BACKGROUND TO THE DISPUTE:
The dispute arose in 2012 out of a Concessionaire Agreement (“Agreement”) entered into between the DMRC and Delhi Airport Metro for construction, operation and maintenance of the Delhi Airport Metro Express Line (“Airport Metro Express Line”).
In 2012, when the Delhi Airport Metro requested DMRC to conduct a joint inspection of the viaducts and bearings before the expiry of the liability period, Delhi Airport Metro exercised its right under the Agreement and issued a termination letter to DMRC. Arbitration proceedings were initiated under the Agreement, and on 11 May 2017, the arbitral tribunal passed an award (“Arbitral Award”) in favour of Delhi Airport Metro holding that the termination was valid as DMRC had failed to cure the defects within the stipulated time. Further, the Arbitral Award also held that Delhi Airport Metro was entitled to receive termination payment and interest under the Agreement.
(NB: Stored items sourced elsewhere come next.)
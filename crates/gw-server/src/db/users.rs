//! User lookups behind caller identity resolution

use async_trait::async_trait;
use gw_common::types::AppRole;

use super::{map_unique_violation, DbResult, PgStore};
use crate::store::{UserRecord, UserStore};

const USER_COLUMNS: &str = "usr_id::bigint AS usr_id, usr_email, usr_first_name, usr_last_name, usr_admin";

#[derive(Debug, sqlx::FromRow)]
struct UserRow {
    usr_id: i64,
    usr_email: String,
    usr_first_name: Option<String>,
    usr_last_name: Option<String>,
    usr_admin: Option<i32>,
}

impl From<UserRow> for UserRecord {
    fn from(row: UserRow) -> Self {
        let name = [row.usr_first_name, row.usr_last_name]
            .into_iter()
            .flatten()
            .map(|part| part.trim().to_string())
            .filter(|part| !part.is_empty())
            .collect::<Vec<_>>()
            .join(" ");

        Self {
            id: row.usr_id,
            email: row.usr_email,
            name: Some(name).filter(|n| !n.is_empty()),
            role: AppRole::from_admin_level(row.usr_admin.unwrap_or_default()),
        }
    }
}

/// `"Ada Lovelace"` -> `("Ada", "Lovelace")`
fn split_name(name: &str) -> (&str, &str) {
    let name = name.trim();
    match name.split_once(char::is_whitespace) {
        Some((first, last)) => (first, last.trim()),
        None => (name, ""),
    }
}

#[async_trait]
impl UserStore for PgStore {
    async fn user_by_sso_id_and_email(&self, sso_id: &str, email: &str) -> DbResult<Option<UserRecord>> {
        let row = sqlx::query_as::<_, UserRow>(&format!(
            "SELECT {} FROM usr WHERE usr_sso_id = $1 AND lower(usr_email) = lower($2)",
            USER_COLUMNS
        ))
        .bind(sso_id)
        .bind(email)
        .fetch_optional(self.pool())
        .await?;

        Ok(row.map(UserRecord::from))
    }

    async fn sso_id_exists(&self, sso_id: &str) -> DbResult<bool> {
        let exists: bool = sqlx::query_scalar("SELECT EXISTS (SELECT 1 FROM usr WHERE usr_sso_id = $1)")
            .bind(sso_id)
            .fetch_one(self.pool())
            .await?;
        Ok(exists)
    }

    async fn user_by_email(&self, email: &str) -> DbResult<Option<UserRecord>> {
        let row = sqlx::query_as::<_, UserRow>(&format!(
            "SELECT {} FROM usr WHERE lower(usr_email) = lower($1) ORDER BY usr_id LIMIT 1",
            USER_COLUMNS
        ))
        .bind(email)
        .fetch_optional(self.pool())
        .await?;

        Ok(row.map(UserRecord::from))
    }

    #[tracing::instrument(skip(self))]
    async fn link_sso_id(&self, user_id: i64, sso_id: &str) -> DbResult<()> {
        sqlx::query("UPDATE usr SET usr_sso_id = $2 WHERE usr_id = $1")
            .bind(user_id)
            .bind(sso_id)
            .execute(self.pool())
            .await
            .map_err(|e| map_unique_violation(e, "SSO id", sso_id))?;
        Ok(())
    }

    #[tracing::instrument(skip(self, name))]
    async fn create_sso_user(&self, name: &str, email: &str, sso_id: &str) -> DbResult<UserRecord> {
        let (first, last) = split_name(name);
        let row = sqlx::query_as::<_, UserRow>(&format!(
            r#"
            INSERT INTO usr (usr_first_name, usr_last_name, usr_email, usr_sso_id, usr_admin)
            VALUES ($1, $2, $3, $4, 0)
            RETURNING {}
            "#,
            USER_COLUMNS
        ))
        .bind(first)
        .bind(last)
        .bind(email)
        .bind(sso_id)
        .fetch_one(self.pool())
        .await
        .map_err(|e| map_unique_violation(e, "User", email))?;

        tracing::info!(user_id = row.usr_id, "User created from SSO identity");
        Ok(UserRecord::from(row))
    }
}

#[cfg(test)]
mod tests {
    use super::*;

    #[test]
    fn test_split_name() {
        assert_eq!(split_name("Ada Lovelace"), ("Ada", "Lovelace"));
        assert_eq!(split_name(" ada@example.org "), ("ada@example.org", ""));
        assert_eq!(split_name("Jean  Claude Van"), ("Jean", "Claude Van"));
    }

    #[test]
    fn test_user_row_conversion() {
        let user = UserRecord::from(UserRow {
            usr_id: 3,
            usr_email: "c@example.org".into(),
            usr_first_name: Some("Curie".into()),
            usr_last_name: Some(" ".into()),
            usr_admin: Some(1),
        });
        assert_eq!(user.name.as_deref(), Some("Curie"));
        assert_eq!(user.role, AppRole::Curator);
    }
}
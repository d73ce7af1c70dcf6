use gw_common::types::{GeneIdentifier, Species};
use serde::{Deserialize, Serialize};

use super::{align_to_sources, GeneIdMappingResponse};
use crate::error::{ServiceError, ServiceResult};
use crate::features::shared::validate_source_ids;
use crate::store::GeneStore;

/// Body of `POST /genes/mapping`.
#[derive(Debug, Clone, Serialize, Deserialize)]
pub struct GeneMappingQuery {
    pub source_ids: Vec<String>,
    pub species: Species,
    pub target_gene_id_type: GeneIdentifier,
}

/// Body of `POST /genes/mapping/aon`.
#[derive(Debug, Clone, Serialize, Deserialize)]
pub struct ReferenceMappingQuery {
    pub source_ids: Vec<String>,
    pub species: Species,
}

fn check_ids(ids: &[String]) -> ServiceResult<()> {
    validate_source_ids(ids).map_err(|e| ServiceError::validation(e.to_string()))
}

#[tracing::instrument(skip(store, query), fields(ids = query.source_ids.len(), species = %query.species))]
pub async fn handle<S: GeneStore + ?Sized>(store: &S, query: GeneMappingQuery) -> ServiceResult<GeneIdMappingResponse> {
    check_ids(&query.source_ids)?;
    let rows = store
        .mapping(&query.source_ids, query.species, query.target_gene_id_type)
        .await?;
    Ok(align_to_sources(&query.source_ids, &rows))
}

#[tracing::instrument(skip(store, query), fields(ids = query.source_ids.len(), species = %query.species))]
pub async fn handle_reference<S: GeneStore + ?Sized>(
    store: &S,
    query: ReferenceMappingQuery,
) -> ServiceResult<GeneIdMappingResponse> {
    check_ids(&query.source_ids)?;
    let rows = store.aon_mapping(&query.source_ids, query.species).await?;
    Ok(align_to_sources(&query.source_ids, &rows))
}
The Arbitral Award was challenged by DMRC and dismissed by the single judge of the Delhi HC on 6 March 2018. The order was appealed by DMRC, and the division bench of the Delhi HC set aside the Arbitral Award on 15 January 2019.2 In appeal, the Supreme Court of India (“Supreme Court)”, on 9 September 2021 reinstated the Arbitral Award i.e., set aside the decision of the division bench. Subsequently, a review petition was filed by the DMRC before the Supreme Court, which was dismissed on 23 November 2021.
After the Arbitral Award attained finality from the challenge filed by DMRC, the Delhi Airport Metro instituted the execution petition3 (“Execution Petition”) before the Delhi HC for the realization of Arbitral Award. On 10 March 2022 the Delhi HC passed a detailed order in the Execution Petition in relation to the liability of DMRC to make the payments in terms of the Arbitral Award.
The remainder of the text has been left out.